This analysis would be more impactful if we reviewed the data using the relative sizes of each population to determine if specific age groups or demographic groups are overly represented in the counts for hospitalizations and deaths.
The GDP growth(annual%) is a data from The World Bank. It includes 266 observations/countries’ % annual GDP growth.
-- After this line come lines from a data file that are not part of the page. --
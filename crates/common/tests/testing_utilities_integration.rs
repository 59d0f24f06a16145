//! Integration tests for the testing utilities exported to downstream crates

#![cfg(feature = "test-utils")]

use std::time::Duration;

use cleanplayer_common::auth::{PKCEChallenge, TokenExchanger, TokenGrant};
use cleanplayer_common::testing::MockOAuthClient;

/// Validates that the mock exchanger can be driven through the trait object
/// the lifecycle manager holds.
#[tokio::test]
async fn test_mock_through_trait_object() {
    let mock = MockOAuthClient::new();
    mock.set_exchange_response(TokenGrant::new("A".to_string(), Some("R".to_string()), 60));
    let exchanger: Box<dyn TokenExchanger> = Box::new(mock.clone());

    let pkce = PKCEChallenge::generate(64).unwrap();
    let url = exchanger.authorization_url(&pkce);
    assert!(url.contains(&pkce.code_challenge));

    let grant = exchanger.exchange_code("code", &pkce.code_verifier).await.unwrap();
    assert_eq!(grant.access_token, "A");
    assert_eq!(grant.expires_in, 60);
    assert_eq!(mock.exchange_calls(), 1);
}

/// Validates that the configured refresh delay holds the call open.
#[tokio::test]
async fn test_mock_refresh_delay() {
    let mock = MockOAuthClient::new();
    mock.set_refresh_delay(Duration::from_millis(50));

    let started = std::time::Instant::now();
    mock.refresh("R").await.unwrap();

    assert!(started.elapsed() >= Duration::from_millis(50));
}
The data set is tremendous and has some NA/missing values.
It requires some data adjustment, such as handling the missing value with zoo package and subset the data to a small group especially the top 5 GDP countries to see which high GDP countries has
affected the most by the Covid-19. With the historical data, we can forecast/predict the year 2020 GDP. from the difference between the real value GDP of 2020 and the predicted value of the year
2020 GDP, I can find out how much does Covid-19 affected the GDP growth.
data source:
https://data.worldbank.org/indicator/NY.GDP.MKTP.KD.ZG
Load data from a csv file. There is some additional file information at the start of the file so the first line in the file is not a valid list of column names.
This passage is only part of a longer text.